The days of smokers being able to escape to have a sneaky cigarette at the beach or in the park are numbered.
New plans are now being considered to introduce by-laws to stop the public lighting up in public.
Tobacco control officials have set their sights on extending a zero-tolerance approach to more sites, 18 years after Ireland became the first country in the world to outlaw smoking in the workplace.
In its latest report, the Department of Health’s Tobacco-Free Ireland section said it plans to promote a smoking ban in certain parks and beaches, “in conjunction with local authorities by voluntary measures or by the introduction of by-laws”.
A survey carried out last year found smoking rates increased from 17pc in 2019 to 18pc last year. Prevalence is highest among 45 to 54-year-olds – 24pc of whom smoke.
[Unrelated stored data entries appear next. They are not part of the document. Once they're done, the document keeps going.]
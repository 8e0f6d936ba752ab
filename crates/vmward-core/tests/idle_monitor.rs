mod common;

use std::time::Duration;

use serde_json::json;
use tokio_util::sync::CancellationToken;

use vmward_api::MachineState;
use vmward_backend::{BackendError, BackendErrorKind, Operation};
use vmward_core::*;

use common::*;

const IDLE_TIMEOUT: Duration = Duration::from_secs(30 * 60);

async fn past_timeout() {
    tokio::time::sleep(IDLE_TIMEOUT + Duration::from_secs(1)).await;
}

#[tokio::test(start_paused = true)]
async fn test_always_on_machine_never_arms() {
    let h = Harness::new();
    h.instance(MachineState::Stopped, "t2.micro", None);
    let machine = h.machine_with_builder(
        "",
        json!({ "instanceId": INSTANCE_ID, "instanceType": "t2.micro", "alwaysOn": true }),
    );

    assert!(!h.provider.start_timer(&machine));
    assert!(h.scheduler.is_empty());

    // an unreachable agent after start doesn't arm it either
    h.provider.start(&machine).await.unwrap();
    assert!(h.scheduler.is_empty());
}

#[tokio::test(start_paused = true)]
async fn test_machine_without_query_string_never_arms() {
    let h = Harness::new();
    let machine = h.machine("10.0.0.7").with_query_string("");

    assert!(!h.provider.start_timer(&machine));
    assert!(h.scheduler.is_empty());
}

#[tokio::test(start_paused = true)]
async fn test_single_entry_per_query_string() {
    let h = Harness::new();
    let machine = h.machine("10.0.0.7");

    assert!(h.provider.start_timer(&machine));
    assert!(!h.provider.start_timer(&machine));
    assert_eq!(h.scheduler.len(), 1);

    h.provider.stop_timer(&machine);
    assert!(h.provider.start_timer(&machine));
    assert_eq!(h.scheduler.len(), 1);
    assert!(h.scheduler.is_armed(QUERY_STRING));
}

#[tokio::test(start_paused = true)]
async fn test_stop_timer_twice_is_harmless() {
    let h = Harness::new();
    let machine = h.machine("10.0.0.7");

    h.provider.stop_timer(&machine);
    h.provider.stop_timer(&machine);
    assert!(h.scheduler.is_empty());
}

#[tokio::test(start_paused = true)]
async fn test_fire_with_reconnected_agent_does_not_stop() {
    let h = Harness::new();
    h.instance(MachineState::Running, "t2.micro", Some("10.0.0.7"));
    h.seed_records("10.0.0.7");
    let machine = h.machine("10.0.0.7");

    assert!(h.provider.start_timer(&machine));
    h.agent.set_reachable(true);
    past_timeout().await;

    assert!(h.backend.calls_of(Operation::Stop).is_empty());
    assert!(!h.scheduler.is_armed(QUERY_STRING));
    assert_eq!(h.agent.probes(), vec![QUERY_STRING.to_string()]);
    assert!(h.store.states(MACHINE_ID).is_empty());
}

#[tokio::test(start_paused = true)]
async fn test_does_not_fire_before_timeout() {
    let h = Harness::new();
    h.instance(MachineState::Running, "t2.micro", Some("10.0.0.7"));
    let machine = h.machine("10.0.0.7");

    h.provider.start_timer(&machine);
    tokio::time::sleep(IDLE_TIMEOUT - Duration::from_secs(1)).await;

    assert!(h.backend.calls().is_empty());
    assert!(h.scheduler.is_armed(QUERY_STRING));
}

#[tokio::test(start_paused = true)]
async fn test_fire_stops_idle_machine() {
    let h = Harness::new();
    h.instance(MachineState::Running, "t2.micro", Some("10.0.0.7"));
    h.bind_aliases();
    h.seed_records("10.0.0.7");
    let machine = h.machine("10.0.0.7");

    h.provider.start_timer(&machine);
    past_timeout().await;

    assert_eq!(
        h.backend.instance(INSTANCE_ID).unwrap().state,
        MachineState::Stopped
    );
    assert_eq!(h.dns.record(DOMAIN), None);
    assert_eq!(h.dns.record(ALIAS_WWW), None);

    let states: Vec<MachineState> = h.store.states(MACHINE_ID).into_iter().map(|(s, _)| s).collect();
    assert_eq!(states, vec![MachineState::Stopping, MachineState::Stopped]);

    assert!(!h.scheduler.is_armed(QUERY_STRING));
    assert!(!h.locker.is_locked(MACHINE_ID));
    // the firing uses a no-op sink, not the caller's
    assert!(h.events.events().is_empty());
}

#[tokio::test(start_paused = true)]
async fn test_failed_idle_stop_still_records_stopped() {
    let h = Harness::new();
    h.instance(MachineState::Running, "t2.micro", Some("10.0.0.7"));
    h.backend.fail_next(
        Operation::Stop,
        BackendError::new(BackendErrorKind::Transport, "timeout"),
    );
    let machine = h.machine("10.0.0.7");

    h.provider.start_timer(&machine);
    past_timeout().await;

    let states: Vec<MachineState> = h.store.states(MACHINE_ID).into_iter().map(|(s, _)| s).collect();
    assert_eq!(states, vec![MachineState::Stopping, MachineState::Stopped]);
    assert!(!h.locker.is_locked(MACHINE_ID));
}

#[tokio::test(start_paused = true)]
async fn test_stop_inactive_outcomes() {
    let h = Harness::new();
    h.machine("");
    let token = CancellationToken::new();

    h.instance(MachineState::Stopped, "t2.micro", None);
    assert_eq!(
        h.provider.stop_inactive(MACHINE_ID, &token).await.unwrap(),
        IdleOutcome::AlreadyStopped
    );

    h.instance(MachineState::Starting, "t2.micro", None);
    assert_eq!(
        h.provider.stop_inactive(MACHINE_ID, &token).await.unwrap(),
        IdleOutcome::InProgress(MachineState::Starting)
    );

    assert!(h.backend.calls_of(Operation::Stop).is_empty());
}

#[tokio::test(start_paused = true)]
async fn test_stop_inactive_with_cancelled_token() {
    let h = Harness::new();
    h.instance(MachineState::Running, "t2.micro", Some("10.0.0.7"));
    h.machine("10.0.0.7");
    let token = CancellationToken::new();
    token.cancel();

    let outcome = h.provider.stop_inactive(MACHINE_ID, &token).await.unwrap();

    assert_eq!(outcome, IdleOutcome::Cancelled);
    assert!(h.backend.calls().is_empty());
}

#[tokio::test(start_paused = true)]
async fn test_stop_inactive_unknown_machine() {
    let h = Harness::new();
    let token = CancellationToken::new();

    let err = h.provider.stop_inactive("m-404", &token).await.unwrap_err();
    assert!(matches!(err, CoreError::MachineNotFound(id) if id == "m-404"));
}

#[tokio::test(start_paused = true)]
async fn test_cancel_while_waiting_for_lock() {
    let h = Harness::new();
    h.instance(MachineState::Running, "t2.micro", Some("10.0.0.7"));
    let machine = h.machine("10.0.0.7");

    // a workflow holds the machine while the timer fires
    h.locker.lock(MACHINE_ID).await;
    h.provider.start_timer(&machine);
    past_timeout().await;

    assert!(h.backend.calls_of(Operation::Stop).is_empty());
    h.provider.stop_timer(&machine);
    h.locker.unlock(MACHINE_ID).await;
    tokio::time::sleep(Duration::from_secs(1)).await;

    assert!(h.backend.calls_of(Operation::Stop).is_empty());
    assert!(h.store.states(MACHINE_ID).is_empty());
    assert!(!h.locker.is_locked(MACHINE_ID));
}

#[tokio::test(start_paused = true)]
async fn test_fire_after_provider_dropped_is_noop() {
    let h = Harness::new();
    h.instance(MachineState::Running, "t2.micro", Some("10.0.0.7"));
    let machine = h.machine("10.0.0.7");
    h.provider.start_timer(&machine);

    let Harness {
        provider,
        backend,
        scheduler,
        ..
    } = h;
    drop(provider);
    past_timeout().await;

    assert!(backend.calls().is_empty());
    assert!(scheduler.is_empty());
}

#[tokio::test(start_paused = true)]
async fn test_panicking_agent_check_leaves_machine_unlocked() {
    let h = Harness::new();
    h.instance(MachineState::Running, "t2.micro", Some("10.0.0.7"));
    let machine = h.machine("10.0.0.7");
    h.agent.panic_next();

    h.provider.start_timer(&machine);
    past_timeout().await;

    assert!(h.backend.calls_of(Operation::Stop).is_empty());
    assert!(!h.scheduler.is_armed(QUERY_STRING));
    assert!(!h.locker.is_locked(MACHINE_ID));

    // a later idle stop of the same machine still gets the lock
    let token = CancellationToken::new();
    let outcome = tokio::time::timeout(
        Duration::from_secs(5),
        h.provider.stop_inactive(MACHINE_ID, &token),
    )
    .await;

    assert_eq!(outcome.unwrap().unwrap(), IdleOutcome::Stopped);
    assert_eq!(h.backend.calls_of(Operation::Stop).len(), 1);
    assert!(!h.locker.is_locked(MACHINE_ID));
}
Roughly half of smokers reported changes in smoking behaviour during the Covid-19 restrictions, with 28pc saying they smoked more cigarettes than before the pandemic.
The latest update shows 60pc of the clubs involved in the GAA’s Healthy Clubs initiative – which aims to provide hubs for health within communities – had a smoke-free and vape-free policy.
It also found a number of initiatives introducing tobacco-free environments in areas frequented by children have been established by local authorities.
Health Minister Stephen Donnelly, who launched the report with junior minister Frank Feighan, said: “Stopping smoking remains one of the best decisions a person can make for their health and the HSE Quit service is available to anyone who needs support to take that first step.”